María Cristina of Orléans (María Cristina Francisca de Paula Antonieta; 29 October 1852 – 28 April 1879) was one of the daughters of Prince Antoine, Duke of Montpensier, a son of King Louis Philippe I, and Infanta Luisa Fernanda of Spain, the youngest daughter of Ferdinand VII of Spain. María Cristina was raised in Seville, and given her father's close relationship with the Spanish Royal Family, she and her siblings were awarded the title of Infante and Infanta of Spain. She died at the age of 26 from tuberculosis.

==Biography==

María Cristina was born in Seville, a city in which her parents were forced to live in order to stay away from any palace intrigue in the court of Isabel II of Spain, her mother's sister. She was the third daughter of the nine offspring of her parents, but of them only three would survive childhood, apart from Maria Cristina: Marie Isabelle, Maria Amalia, Maria de las Mercedes, and Antonio. She was baptized Maria Cristina Francisca de Paula Antonietta, after one of her godfathers, her great-uncle Francisco de Paula, Duke of Cadiz, and maternal grandmother, Queen Maria Christina, whose name was imposed.

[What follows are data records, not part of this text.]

//! Retirement projection engine
//!
//! Two projections are combined into a [`RetirementEstimate`]:
//! - savings accumulated by the retirement date from the current balance plus a
//!   stream of contributions that rise with income
//! - the lump sum needed at the retirement date to pay an inflation-adjusted
//!   income until life expectancy
//!
//! Simplifying assumptions of the savings projection:
//! - income increases once per year, starting one full year after evaluation
//! - compounding starts after the first full period
//! - income is received daily, so leftover days are prorated
//! - there are no leap years

use crate::error::{CalculatorError, Result};
use crate::profile::{check_age, Profile, ProfileInfo};
use super::calendar::{age, resolve_as_of, time_until_retirement, CalendarDate, TimeToRetirement, DAYS_PER_YEAR};
use super::estimate::{RetirementEstimate, SavingsBreakdown};
use super::money::{future_value, present_value};
use serde::{Deserialize, Serialize};

/// Default number of compounding periods per year
pub const DEFAULT_TIMES_COMPOUNDED_PER_YEAR: u32 = 1;

/// Most compounding periods per year accepted (daily)
pub const MAX_TIMES_COMPOUNDED_PER_YEAR: u32 = DAYS_PER_YEAR;

/// Default annual income growth (percent)
pub const DEFAULT_INCOME_INCREASE_RATE: f64 = 2.0;

/// Default annual inflation in retirement (percent)
pub const DEFAULT_INFLATION_RATE: f64 = 3.0;

/// Default annual return on savings during retirement (percent)
pub const DEFAULT_RETIREMENT_RATE_OF_RETURN: f64 = 5.0;

/// How time until retirement is measured
#[derive(Debug, Clone, Copy, PartialEq, Eq, Default, Serialize, Deserialize)]
#[serde(rename_all = "lowercase")]
pub enum TimingMode {
    /// Retirement age minus current whole-year age, no leftover days
    #[default]
    Simplified,
    /// Exact whole years plus leftover days from the evaluation date
    Exact,
}

/// Configuration for a projection run
#[derive(Debug, Clone, PartialEq, Serialize, Deserialize)]
#[serde(default, deny_unknown_fields)]
pub struct ProjectionConfig {
    /// Compounding periods per year for investment returns
    pub times_compounded_per_year: u32,

    /// Annual income growth before retirement (percent)
    pub income_increase_rate: f64,

    /// Annual inflation of retirement income (percent)
    pub inflation_rate: f64,

    /// Annual return used to discount retirement income needs (percent)
    pub retirement_rate_of_return: f64,

    pub timing: TimingMode,

    /// Evaluation date as `YYYY-MM-DD`. `None` or an unparsable value means today.
    pub as_of_date: Option<String>,
}

impl Default for ProjectionConfig {
    fn default() -> Self {
        Self {
            times_compounded_per_year: DEFAULT_TIMES_COMPOUNDED_PER_YEAR,
            income_increase_rate: DEFAULT_INCOME_INCREASE_RATE,
            inflation_rate: DEFAULT_INFLATION_RATE,
            retirement_rate_of_return: DEFAULT_RETIREMENT_RATE_OF_RETURN,
            timing: TimingMode::Simplified,
            as_of_date: None,
        }
    }
}

impl ProjectionConfig {
    /// Same config evaluated on a fixed date
    pub fn as_of(mut self, date: impl Into<String>) -> Self {
        self.as_of_date = Some(date.into());
        self
    }

    pub fn with_timing(mut self, timing: TimingMode) -> Self {
        self.timing = timing;
        self
    }

    pub fn validate(&self) -> Result<()> {
        if self.times_compounded_per_year == 0 || self.times_compounded_per_year > MAX_TIMES_COMPOUNDED_PER_YEAR {
            return Err(CalculatorError::validation(
                "times_compounded_per_year",
                format!("must be between 1 and {}", MAX_TIMES_COMPOUNDED_PER_YEAR),
            ));
        }
        for (field, value) in [
            ("income_increase_rate", self.income_increase_rate),
            ("inflation_rate", self.inflation_rate),
            ("retirement_rate_of_return", self.retirement_rate_of_return),
        ] {
            if !value.is_finite() {
                return Err(CalculatorError::validation(field, format!("{} is not a finite number", value)));
            }
        }
        Ok(())
    }

    /// Resolve the evaluation date, reading the clock when needed
    pub fn evaluation_date(&self) -> CalendarDate {
        resolve_as_of(self.as_of_date.as_deref())
    }
}

/// Main projection engine
#[derive(Debug, Clone, Default)]
pub struct ProjectionEngine {
    config: ProjectionConfig,
}

impl ProjectionEngine {
    /// Create an engine, rejecting an invalid config up front
    pub fn new(config: ProjectionConfig) -> Result<Self> {
        config.validate()?;
        Ok(Self { config })
    }

    pub fn config(&self) -> &ProjectionConfig {
        &self.config
    }

    /// Project both amounts for a profile.
    ///
    /// The evaluation date is resolved once and shared by both projections. The
    /// savings side grows at the profile's expected return; the need side
    /// discounts at the config's retirement-phase return.
    pub fn project(&self, profile: &Profile) -> Result<RetirementEstimate> {
        Ok(self.project_detailed(profile)?.0)
    }

    /// Like [`project`](Self::project), also returning the savings breakdown
    /// computed on the same evaluation date
    pub fn project_detailed(&self, profile: &Profile) -> Result<(RetirementEstimate, SavingsBreakdown)> {
        let as_of = self.config.evaluation_date();
        let info = &profile.user_info;
        let assumptions = &profile.assumptions;

        let breakdown =
            self.savings_breakdown_at(info, assumptions.expected_rate_of_return, assumptions.retirement_age, &as_of)?;
        let saved = breakdown.total;
        let needed = self.needed_at(
            info,
            assumptions.retirement_age,
            assumptions.life_expectancy,
            assumptions.pre_retirement_income_percent,
            &as_of,
        )?;

        log::debug!(
            "Projected {} as of {}: saved={:.2} needed={:.2}",
            info.full_name,
            as_of,
            saved,
            needed
        );
        Ok((RetirementEstimate::new(saved, needed), breakdown))
    }

    /// Total savings at the retirement date
    pub fn will_have_saved(
        &self,
        info: &ProfileInfo,
        expected_rate_of_return: f64,
        retirement_age: u32,
    ) -> Result<f64> {
        Ok(self
            .will_have_saved_breakdown(info, expected_rate_of_return, retirement_age)?
            .total)
    }

    /// Savings projection with its payment schedule
    pub fn will_have_saved_breakdown(
        &self,
        info: &ProfileInfo,
        expected_rate_of_return: f64,
        retirement_age: u32,
    ) -> Result<SavingsBreakdown> {
        let as_of = self.config.evaluation_date();
        self.savings_breakdown_at(info, expected_rate_of_return, retirement_age, &as_of)
    }

    /// Lump sum needed at the retirement date
    pub fn need_to_have_saved(
        &self,
        info: &ProfileInfo,
        retirement_age: u32,
        life_expectancy: u32,
        pre_retirement_income_percent: f64,
    ) -> Result<f64> {
        let as_of = self.config.evaluation_date();
        self.needed_at(info, retirement_age, life_expectancy, pre_retirement_income_percent, &as_of)
    }

    fn time_to_retirement(&self, info: &ProfileInfo, retirement_age: u32, as_of: &CalendarDate) -> TimeToRetirement {
        match self.config.timing {
            TimingMode::Simplified => TimeToRetirement {
                years: retirement_age as i32 - age(&info.date_of_birth, as_of),
                days: 0,
            },
            TimingMode::Exact => time_until_retirement(&info.date_of_birth, retirement_age, as_of),
        }
    }

    fn savings_breakdown_at(
        &self,
        info: &ProfileInfo,
        expected_rate_of_return: f64,
        retirement_age: u32,
        as_of: &CalendarDate,
    ) -> Result<SavingsBreakdown> {
        let retirement_age = check_age("retirement_age", retirement_age)?;
        let config = &self.config;
        let per_year = config.times_compounded_per_year as i64;
        let time = self.time_to_retirement(info, retirement_age, as_of);

        // Whole periods, then the days left after the last one
        let additional_periods = (time.days as i64 * per_year) / DAYS_PER_YEAR as i64;
        let periods = time.years as i64 * per_year + additional_periods;
        let extra_days =
            time.days as f64 - additional_periods as f64 * (DAYS_PER_YEAR as f64 / per_year as f64);

        // Tail contribution earns no investment return
        let annual_contribution = info.household_income * (info.current_savings_rate / 100.0);
        let prorated_tail = (extra_days / DAYS_PER_YEAR as f64)
            * future_value(annual_contribution, config.income_increase_rate, time.years as f64);

        let per_period = annual_contribution / per_year as f64;
        let mut payments = Vec::with_capacity(periods.max(0) as usize + 1);
        payments.push(info.current_retirement_savings);
        payments.extend(
            (0..periods).map(|i| future_value(per_period, config.income_increase_rate, (i / per_year) as f64)),
        );

        let grown_payments: Vec<f64> = payments
            .iter()
            .enumerate()
            .map(|(i, &payment)| future_value(payment, expected_rate_of_return, (periods - i as i64) as f64))
            .collect();
        let total = prorated_tail + grown_payments.iter().sum::<f64>();

        log::debug!(
            "Savings projection: {} years {} days, {} periods, tail={:.2}, total={:.2}",
            time.years,
            time.days,
            periods,
            prorated_tail,
            total
        );

        Ok(SavingsBreakdown {
            periods,
            payments,
            grown_payments,
            prorated_tail,
            total,
        })
    }

    fn needed_at(
        &self,
        info: &ProfileInfo,
        retirement_age: u32,
        life_expectancy: u32,
        pre_retirement_income_percent: f64,
        as_of: &CalendarDate,
    ) -> Result<f64> {
        let retirement_age = check_age("retirement_age", retirement_age)?;
        let life_expectancy = check_age("life_expectancy", life_expectancy)?;
        let config = &self.config;
        let per_year = config.times_compounded_per_year as i64;
        // Leftover days never matter here
        let years = self.time_to_retirement(info, retirement_age, as_of).years;

        let base_income = (pre_retirement_income_percent / 100.0)
            * future_value(info.household_income, config.income_increase_rate, years as f64);
        let years_of_retirement = life_expectancy as i64 - retirement_age as i64;
        let rate_per_period = config.retirement_rate_of_return / per_year as f64;

        (0..years_of_retirement)
            .map(|year| {
                let income_needed = future_value(base_income, config.inflation_rate, year as f64);
                present_value(income_needed, rate_per_period, (year * per_year) as f64)
            })
            .sum()
    }
}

In 1878, her sister Mercedes, who was eight years younger than Maria Cristina, contracted a marriage with her cousin, Alfonso XII of Spain. The union, celebrated for love and not for political reasons, would help seal the personal gap between Isabel II and her sister, the Duchess of Montpensier, Cristina's mother. The happiness of the couple, and of the whole family, was shattered shortly thereafter when Queen Mercedes died of typhus aged only 18, five months and three days after the marriage.
The death of the Queen plunged the Royal Family into deep sadness; Alfonso XII was especially heartbroken to have been widowed at only 20 years of age, but since he lacked an heir, the King was soon forced to look for a second wife. For a few months he courted Maria Cristina, who was willing to replace her late sister, but it soon became clear that she was suffering from tuberculosis.

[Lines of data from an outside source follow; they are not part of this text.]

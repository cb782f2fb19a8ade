//! Profile records consumed by the projection engine
//!
//! Inputs arrive loosely typed (JSON numbers, numeric strings, CSV cells) and are
//! validated into [`Profile`] before any projection runs.

use crate::error::{CalculatorError, Result};
use crate::projection::CalendarDate;
use serde::{Deserialize, Serialize};

/// Upper bound for any age or lifespan, in whole years
pub const MAX_AGE_YEARS: u32 = 150;

/// Financial and personal details of the person being projected
#[derive(Debug, Clone, PartialEq, Serialize)]
pub struct ProfileInfo {
    pub date_of_birth: CalendarDate,

    /// Annual household income
    pub household_income: f64,

    /// Percent of income saved each year (0-100)
    pub current_savings_rate: f64,

    /// Balance already saved for retirement
    pub current_retirement_savings: f64,

    pub full_name: String,
    pub address: String,
}

/// Planning assumptions attached to a profile
#[derive(Debug, Clone, PartialEq, Serialize)]
pub struct ProfileAssumptions {
    /// Replacement ratio: percent of pre-retirement income wanted in retirement
    pub pre_retirement_income_percent: f64,

    /// Age the retirement income must last until
    pub life_expectancy: u32,

    /// Percent return per compounding period while saving
    pub expected_rate_of_return: f64,

    pub retirement_age: u32,
}

/// Full input record: personal info plus assumptions
#[derive(Debug, Clone, PartialEq, Serialize)]
pub struct Profile {
    pub user_info: ProfileInfo,
    pub assumptions: ProfileAssumptions,
}

impl ProfileInfo {
    /// Build from typed values, validating the date and that amounts are finite
    pub fn new(
        date_of_birth: &str,
        household_income: f64,
        current_savings_rate: f64,
        current_retirement_savings: f64,
        full_name: impl Into<String>,
        address: impl Into<String>,
    ) -> Result<Self> {
        Ok(Self {
            date_of_birth: parse_date_of_birth(date_of_birth)?,
            household_income: finite("household_income", household_income)?,
            current_savings_rate: finite("current_savings_rate", current_savings_rate)?,
            current_retirement_savings: finite("current_retirement_savings", current_retirement_savings)?,
            full_name: full_name.into(),
            address: address.into(),
        })
    }
}

impl ProfileAssumptions {
    pub fn new(
        pre_retirement_income_percent: f64,
        life_expectancy: u32,
        expected_rate_of_return: f64,
        retirement_age: u32,
    ) -> Result<Self> {
        Ok(Self {
            pre_retirement_income_percent: finite("pre_retirement_income_percent", pre_retirement_income_percent)?,
            life_expectancy: check_age("life_expectancy", life_expectancy)?,
            expected_rate_of_return: finite("expected_rate_of_return", expected_rate_of_return)?,
            retirement_age: check_age("retirement_age", retirement_age)?,
        })
    }
}

impl Profile {
    pub fn new(user_info: ProfileInfo, assumptions: ProfileAssumptions) -> Self {
        Self { user_info, assumptions }
    }

    /// Parse and validate a profile from a JSON document
    pub fn from_json_str(json: &str) -> Result<Self> {
        let raw: RawProfile = serde_json::from_str(json)?;
        raw.validate()
    }

    /// Validate a profile from an already-parsed JSON value
    pub fn from_json_value(value: serde_json::Value) -> Result<Self> {
        let raw: RawProfile = serde_json::from_value(value)?;
        raw.validate()
    }
}

fn parse_date_of_birth(value: &str) -> Result<CalendarDate> {
    CalendarDate::parse(value).map_err(|e| match e {
        CalculatorError::Validation { message, .. } => CalculatorError::validation("date_of_birth", message),
        other => other,
    })
}

/// Reject ages past [`MAX_AGE_YEARS`]
pub(crate) fn check_age(field: &str, years: u32) -> Result<u32> {
    if years <= MAX_AGE_YEARS {
        Ok(years)
    } else {
        Err(CalculatorError::validation(
            field,
            format!("{} years is beyond the supported maximum of {}", years, MAX_AGE_YEARS),
        ))
    }
}

fn finite(field: &str, value: f64) -> Result<f64> {
    if value.is_finite() {
        Ok(value)
    } else {
        Err(CalculatorError::validation(field, format!("{} is not a finite number", value)))
    }
}

/// A loosely typed input cell
#[derive(Debug, Clone, Deserialize)]
#[serde(untagged)]
pub(crate) enum FieldValue {
    Number(f64),
    Text(String),
    Other(serde_json::Value),
}

impl FieldValue {
    fn describe(&self) -> String {
        match self {
            FieldValue::Number(n) => n.to_string(),
            FieldValue::Text(s) => format!("'{}'", s),
            FieldValue::Other(v) => v.to_string(),
        }
    }

    fn as_number(&self, field: &str) -> Result<f64> {
        let value = match self {
            FieldValue::Number(n) => Some(*n),
            FieldValue::Text(s) => s.trim().parse::<f64>().ok(),
            FieldValue::Other(_) => None,
        };
        match value {
            Some(n) => finite(field, n),
            None => Err(CalculatorError::validation(
                field,
                format!("expected a number, got {}", self.describe()),
            )),
        }
    }

    fn as_whole_years(&self, field: &str) -> Result<u32> {
        let value = match self {
            FieldValue::Number(n) if n.fract() == 0.0 && *n >= 0.0 && *n <= u32::MAX as f64 => Some(*n as u32),
            FieldValue::Text(s) => s.trim().parse::<u32>().ok(),
            _ => None,
        };
        value.ok_or_else(|| {
            CalculatorError::validation(
                field,
                format!("expected a whole number of years, got {}", self.describe()),
            )
        })
    }

    fn as_text(&self, field: &str) -> Result<String> {
        match self {
            FieldValue::Text(s) => Ok(s.clone()),
            other => Err(CalculatorError::validation(
                field,
                format!("expected a string, got {}", other.describe()),
            )),
        }
    }
}

fn required<'a>(field: &str, value: &'a Option<FieldValue>) -> Result<&'a FieldValue> {
    value
        .as_ref()
        .ok_or_else(|| CalculatorError::validation(field, "missing required field"))
}

/// Unvalidated `user_info` section
#[derive(Debug, Clone, Default, Deserialize)]
#[serde(deny_unknown_fields)]
pub(crate) struct RawProfileInfo {
    #[serde(default)]
    pub date_of_birth: Option<FieldValue>,
    #[serde(default)]
    pub household_income: Option<FieldValue>,
    #[serde(default)]
    pub current_savings_rate: Option<FieldValue>,
    #[serde(default)]
    pub current_retirement_savings: Option<FieldValue>,
    #[serde(default)]
    pub full_name: Option<FieldValue>,
    #[serde(default)]
    pub address: Option<FieldValue>,
}

/// Unvalidated `assumptions` section
#[derive(Debug, Clone, Default, Deserialize)]
#[serde(deny_unknown_fields)]
pub(crate) struct RawProfileAssumptions {
    #[serde(default)]
    pub pre_retirement_income_percent: Option<FieldValue>,
    #[serde(default)]
    pub life_expectancy: Option<FieldValue>,
    #[serde(default)]
    pub expected_rate_of_return: Option<FieldValue>,
    #[serde(default)]
    pub retirement_age: Option<FieldValue>,
}

/// Unvalidated profile document
#[derive(Debug, Clone, Default, Deserialize)]
#[serde(deny_unknown_fields)]
pub(crate) struct RawProfile {
    #[serde(default)]
    pub user_info: Option<RawProfileInfo>,
    #[serde(default)]
    pub assumptions: Option<RawProfileAssumptions>,
}

impl RawProfileInfo {
    fn validate(&self) -> Result<ProfileInfo> {
        let date_of_birth = required("date_of_birth", &self.date_of_birth)?.as_text("date_of_birth")?;
        ProfileInfo::new(
            &date_of_birth,
            required("household_income", &self.household_income)?.as_number("household_income")?,
            required("current_savings_rate", &self.current_savings_rate)?.as_number("current_savings_rate")?,
            required("current_retirement_savings", &self.current_retirement_savings)?
                .as_number("current_retirement_savings")?,
            required("full_name", &self.full_name)?.as_text("full_name")?,
            required("address", &self.address)?.as_text("address")?,
        )
    }
}

impl RawProfileAssumptions {
    fn validate(&self) -> Result<ProfileAssumptions> {
        ProfileAssumptions::new(
            required("pre_retirement_income_percent", &self.pre_retirement_income_percent)?
                .as_number("pre_retirement_income_percent")?,
            required("life_expectancy", &self.life_expectancy)?.as_whole_years("life_expectancy")?,
            required("expected_rate_of_return", &self.expected_rate_of_return)?
                .as_number("expected_rate_of_return")?,
            required("retirement_age", &self.retirement_age)?.as_whole_years("retirement_age")?,
        )
    }
}

impl RawProfile {
    pub fn validate(&self) -> Result<Profile> {
        let user_info = self
            .user_info
            .as_ref()
            .ok_or_else(|| CalculatorError::validation("user_info", "missing required section"))?
            .validate()?;
        let assumptions = self
            .assumptions
            .as_ref()
            .ok_or_else(|| CalculatorError::validation("assumptions", "missing required section"))?
            .validate()?;
        Ok(Profile::new(user_info, assumptions))
    }
}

Maria Cristina died at the age of 26 on 28 April 1879 in her native Seville. She was buried in the Pantheon of the Infantes of the Monastery of San Lorenzo of El Escorial. Her cousin, Alfonso XII, married on 28 November that year with the Archduchess Maria Christina of Austria, and would have with her three children, Mercedes, named after María Cristina's sister the late Queen, Maria Teresa, and Alfonso, the future King of Spain.